Exercise description
Write out, word for word, only the data from its first line to the line containing "pub const CF_OFFERS: &str".

Extracted information

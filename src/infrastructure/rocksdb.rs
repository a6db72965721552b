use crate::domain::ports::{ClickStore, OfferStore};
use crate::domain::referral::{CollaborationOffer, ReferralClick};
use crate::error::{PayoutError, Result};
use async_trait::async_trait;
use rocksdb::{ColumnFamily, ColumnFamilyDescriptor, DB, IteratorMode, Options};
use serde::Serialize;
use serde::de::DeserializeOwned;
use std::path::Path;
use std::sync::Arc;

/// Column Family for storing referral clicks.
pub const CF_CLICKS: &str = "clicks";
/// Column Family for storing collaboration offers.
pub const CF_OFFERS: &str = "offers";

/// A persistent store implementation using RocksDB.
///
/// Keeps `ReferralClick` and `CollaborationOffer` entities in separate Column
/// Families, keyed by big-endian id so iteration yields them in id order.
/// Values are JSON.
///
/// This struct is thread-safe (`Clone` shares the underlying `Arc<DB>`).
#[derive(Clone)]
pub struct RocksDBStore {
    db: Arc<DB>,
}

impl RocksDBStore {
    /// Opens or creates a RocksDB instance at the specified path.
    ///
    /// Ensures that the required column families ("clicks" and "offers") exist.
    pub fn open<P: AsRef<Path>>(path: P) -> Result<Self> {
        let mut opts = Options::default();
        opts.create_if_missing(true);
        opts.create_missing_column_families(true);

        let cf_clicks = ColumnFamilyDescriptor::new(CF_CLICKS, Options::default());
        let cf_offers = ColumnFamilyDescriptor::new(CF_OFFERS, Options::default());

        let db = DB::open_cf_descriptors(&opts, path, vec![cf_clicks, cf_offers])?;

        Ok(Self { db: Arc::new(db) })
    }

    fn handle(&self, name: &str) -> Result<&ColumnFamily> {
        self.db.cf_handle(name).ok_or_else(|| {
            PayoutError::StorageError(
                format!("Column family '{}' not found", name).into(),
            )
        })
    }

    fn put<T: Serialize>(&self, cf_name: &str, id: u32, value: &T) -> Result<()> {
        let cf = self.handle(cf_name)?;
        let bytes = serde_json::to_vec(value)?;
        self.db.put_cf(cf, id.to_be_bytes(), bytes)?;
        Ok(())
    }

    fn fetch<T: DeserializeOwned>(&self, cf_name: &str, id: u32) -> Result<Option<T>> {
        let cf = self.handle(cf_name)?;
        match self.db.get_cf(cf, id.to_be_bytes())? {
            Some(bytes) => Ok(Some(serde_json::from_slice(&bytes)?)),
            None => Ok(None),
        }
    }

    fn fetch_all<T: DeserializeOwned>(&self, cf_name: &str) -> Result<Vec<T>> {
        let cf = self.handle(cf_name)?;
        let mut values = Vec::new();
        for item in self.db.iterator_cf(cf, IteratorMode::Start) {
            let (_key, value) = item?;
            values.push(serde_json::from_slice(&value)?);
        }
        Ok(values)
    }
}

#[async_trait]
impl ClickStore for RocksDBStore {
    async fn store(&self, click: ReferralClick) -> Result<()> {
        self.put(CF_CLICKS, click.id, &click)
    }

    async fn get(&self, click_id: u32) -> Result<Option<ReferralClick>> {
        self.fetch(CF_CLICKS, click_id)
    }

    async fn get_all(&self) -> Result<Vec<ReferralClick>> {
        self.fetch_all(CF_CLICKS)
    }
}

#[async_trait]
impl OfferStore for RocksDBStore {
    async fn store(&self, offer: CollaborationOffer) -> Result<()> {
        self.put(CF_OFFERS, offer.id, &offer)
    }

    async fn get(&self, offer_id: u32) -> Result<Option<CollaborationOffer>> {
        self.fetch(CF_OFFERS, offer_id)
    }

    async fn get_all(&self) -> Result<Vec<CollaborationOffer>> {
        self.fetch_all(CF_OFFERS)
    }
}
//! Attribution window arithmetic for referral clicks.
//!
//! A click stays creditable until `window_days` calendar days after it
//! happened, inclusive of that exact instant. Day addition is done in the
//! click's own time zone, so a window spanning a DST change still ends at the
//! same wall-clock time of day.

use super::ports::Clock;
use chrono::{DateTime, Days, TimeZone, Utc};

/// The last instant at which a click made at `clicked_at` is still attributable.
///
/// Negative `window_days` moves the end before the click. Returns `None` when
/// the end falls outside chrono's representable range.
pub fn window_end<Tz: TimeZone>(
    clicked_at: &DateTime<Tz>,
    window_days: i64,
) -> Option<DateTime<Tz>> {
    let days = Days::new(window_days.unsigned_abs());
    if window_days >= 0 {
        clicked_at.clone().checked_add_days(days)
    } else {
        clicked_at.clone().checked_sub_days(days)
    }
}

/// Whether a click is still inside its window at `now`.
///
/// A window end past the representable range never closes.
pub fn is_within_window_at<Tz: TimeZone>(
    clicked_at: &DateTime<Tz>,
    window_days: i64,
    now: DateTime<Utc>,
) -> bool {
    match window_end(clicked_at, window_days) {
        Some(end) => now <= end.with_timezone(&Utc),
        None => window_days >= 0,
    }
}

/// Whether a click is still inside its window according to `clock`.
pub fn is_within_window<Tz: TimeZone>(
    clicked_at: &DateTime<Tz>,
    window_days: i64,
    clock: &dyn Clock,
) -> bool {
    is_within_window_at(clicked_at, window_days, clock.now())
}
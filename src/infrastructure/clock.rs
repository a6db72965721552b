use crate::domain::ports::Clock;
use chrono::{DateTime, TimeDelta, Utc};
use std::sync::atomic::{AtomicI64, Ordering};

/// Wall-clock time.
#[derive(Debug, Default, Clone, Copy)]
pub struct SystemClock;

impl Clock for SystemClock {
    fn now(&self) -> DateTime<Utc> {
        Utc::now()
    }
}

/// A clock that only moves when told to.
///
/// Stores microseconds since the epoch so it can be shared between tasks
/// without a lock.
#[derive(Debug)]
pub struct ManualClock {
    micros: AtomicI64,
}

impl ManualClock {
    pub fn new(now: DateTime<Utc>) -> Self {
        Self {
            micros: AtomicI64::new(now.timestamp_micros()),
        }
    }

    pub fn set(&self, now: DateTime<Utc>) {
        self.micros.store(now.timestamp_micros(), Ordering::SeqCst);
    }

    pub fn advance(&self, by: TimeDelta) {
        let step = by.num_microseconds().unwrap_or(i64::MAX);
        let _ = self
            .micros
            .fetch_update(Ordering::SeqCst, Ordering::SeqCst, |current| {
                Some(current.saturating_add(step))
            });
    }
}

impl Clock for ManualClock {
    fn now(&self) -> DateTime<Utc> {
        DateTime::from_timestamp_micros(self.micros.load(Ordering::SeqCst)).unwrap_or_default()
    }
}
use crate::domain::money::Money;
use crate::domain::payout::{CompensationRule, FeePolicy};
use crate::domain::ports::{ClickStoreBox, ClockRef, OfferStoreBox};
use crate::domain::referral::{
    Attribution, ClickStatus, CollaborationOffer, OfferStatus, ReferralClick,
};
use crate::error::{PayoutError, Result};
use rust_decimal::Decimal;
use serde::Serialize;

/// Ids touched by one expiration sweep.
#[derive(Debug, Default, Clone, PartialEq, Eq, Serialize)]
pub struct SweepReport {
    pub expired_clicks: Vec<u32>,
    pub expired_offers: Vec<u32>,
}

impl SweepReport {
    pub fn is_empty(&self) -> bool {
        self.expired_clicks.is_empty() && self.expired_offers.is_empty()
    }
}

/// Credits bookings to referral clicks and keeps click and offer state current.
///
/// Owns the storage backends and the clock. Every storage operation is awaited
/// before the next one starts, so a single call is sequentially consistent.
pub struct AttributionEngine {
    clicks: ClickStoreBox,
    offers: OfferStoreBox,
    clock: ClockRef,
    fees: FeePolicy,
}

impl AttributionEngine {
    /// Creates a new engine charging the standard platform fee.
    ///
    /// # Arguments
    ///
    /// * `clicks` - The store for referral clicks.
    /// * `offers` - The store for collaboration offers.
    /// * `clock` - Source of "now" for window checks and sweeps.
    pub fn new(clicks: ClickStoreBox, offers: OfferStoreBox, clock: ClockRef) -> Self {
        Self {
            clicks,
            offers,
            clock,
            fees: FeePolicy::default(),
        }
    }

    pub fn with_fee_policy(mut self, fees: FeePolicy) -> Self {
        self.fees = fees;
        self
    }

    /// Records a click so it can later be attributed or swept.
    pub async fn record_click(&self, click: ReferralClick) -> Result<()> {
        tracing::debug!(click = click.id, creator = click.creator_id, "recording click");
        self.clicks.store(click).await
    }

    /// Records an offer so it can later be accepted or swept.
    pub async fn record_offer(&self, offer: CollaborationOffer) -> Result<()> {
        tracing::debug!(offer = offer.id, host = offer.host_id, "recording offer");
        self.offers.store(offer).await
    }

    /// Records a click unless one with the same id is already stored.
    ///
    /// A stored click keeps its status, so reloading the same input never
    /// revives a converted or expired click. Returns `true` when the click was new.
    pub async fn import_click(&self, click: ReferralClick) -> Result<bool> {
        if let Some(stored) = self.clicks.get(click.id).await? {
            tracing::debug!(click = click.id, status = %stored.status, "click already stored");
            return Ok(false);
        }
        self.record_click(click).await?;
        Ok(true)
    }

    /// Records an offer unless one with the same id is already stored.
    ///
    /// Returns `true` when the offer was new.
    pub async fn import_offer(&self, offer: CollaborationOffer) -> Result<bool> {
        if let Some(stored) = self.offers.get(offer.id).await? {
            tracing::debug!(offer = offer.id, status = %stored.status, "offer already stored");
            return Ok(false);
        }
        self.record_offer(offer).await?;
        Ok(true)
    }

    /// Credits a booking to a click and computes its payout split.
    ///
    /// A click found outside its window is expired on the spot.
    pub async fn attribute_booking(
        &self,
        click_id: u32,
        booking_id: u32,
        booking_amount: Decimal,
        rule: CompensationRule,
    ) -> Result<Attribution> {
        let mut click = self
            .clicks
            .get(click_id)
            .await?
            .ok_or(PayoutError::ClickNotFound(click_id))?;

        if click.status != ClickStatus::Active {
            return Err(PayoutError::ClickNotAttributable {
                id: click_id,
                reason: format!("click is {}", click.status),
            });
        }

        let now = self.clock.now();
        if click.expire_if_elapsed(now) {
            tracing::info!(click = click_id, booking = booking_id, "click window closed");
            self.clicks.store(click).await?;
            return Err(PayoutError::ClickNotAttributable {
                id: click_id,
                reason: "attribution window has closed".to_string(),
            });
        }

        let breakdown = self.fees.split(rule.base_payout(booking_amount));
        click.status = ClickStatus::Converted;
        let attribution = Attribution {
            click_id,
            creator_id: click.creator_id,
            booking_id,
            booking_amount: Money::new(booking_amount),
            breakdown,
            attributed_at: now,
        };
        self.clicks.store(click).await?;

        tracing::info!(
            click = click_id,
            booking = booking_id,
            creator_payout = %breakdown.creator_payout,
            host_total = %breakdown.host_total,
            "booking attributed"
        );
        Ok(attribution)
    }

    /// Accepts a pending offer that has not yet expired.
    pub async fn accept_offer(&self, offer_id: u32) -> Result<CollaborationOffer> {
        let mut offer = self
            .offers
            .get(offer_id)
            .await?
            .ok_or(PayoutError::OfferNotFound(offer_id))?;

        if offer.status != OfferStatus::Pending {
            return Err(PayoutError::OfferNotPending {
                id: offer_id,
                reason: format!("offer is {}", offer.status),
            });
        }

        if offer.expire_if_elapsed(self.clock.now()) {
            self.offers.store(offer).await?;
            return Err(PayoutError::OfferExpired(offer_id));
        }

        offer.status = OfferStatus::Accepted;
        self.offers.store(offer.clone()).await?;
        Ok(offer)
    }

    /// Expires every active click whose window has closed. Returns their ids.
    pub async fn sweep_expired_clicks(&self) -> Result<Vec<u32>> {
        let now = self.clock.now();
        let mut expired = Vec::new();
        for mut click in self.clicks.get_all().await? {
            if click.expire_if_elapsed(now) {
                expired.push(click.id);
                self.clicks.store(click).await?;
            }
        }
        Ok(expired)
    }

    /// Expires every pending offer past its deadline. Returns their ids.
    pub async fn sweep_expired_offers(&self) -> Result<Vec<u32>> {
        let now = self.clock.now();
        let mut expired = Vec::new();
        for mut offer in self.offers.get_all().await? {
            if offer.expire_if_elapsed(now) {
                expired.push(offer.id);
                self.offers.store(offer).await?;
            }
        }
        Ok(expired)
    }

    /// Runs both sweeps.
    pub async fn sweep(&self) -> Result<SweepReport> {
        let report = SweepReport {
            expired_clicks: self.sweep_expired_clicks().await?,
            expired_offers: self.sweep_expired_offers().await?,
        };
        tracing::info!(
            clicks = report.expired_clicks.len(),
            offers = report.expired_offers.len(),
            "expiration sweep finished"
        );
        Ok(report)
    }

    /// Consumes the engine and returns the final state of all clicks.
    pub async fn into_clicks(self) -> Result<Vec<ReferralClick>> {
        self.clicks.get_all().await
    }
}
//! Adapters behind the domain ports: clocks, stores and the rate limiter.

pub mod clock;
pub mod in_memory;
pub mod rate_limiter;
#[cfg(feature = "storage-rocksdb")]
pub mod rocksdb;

Output for this exercise
filename src/infrastructure/rocksdb.rs
repository a6db72965721552b
use crate::domain::ports::{ClickStore, OfferStore};
use crate::domain::referral::{CollaborationOffer, ReferralClick};
use crate::error::{PayoutError, Result};
use async_trait::async_trait;
use rocksdb::{ColumnFamily, ColumnFamilyDescriptor, DB, IteratorMode, Options};
use serde::Serialize;
use serde::de::DeserializeOwned;
use std::path::Path;
use std::sync::Arc;

/// Column Family for storing referral clicks.
pub const CF_CLICKS: &str = "clicks";
/// Column Family for storing collaboration offers.
pub const CF_OFFERS: &str = "offers";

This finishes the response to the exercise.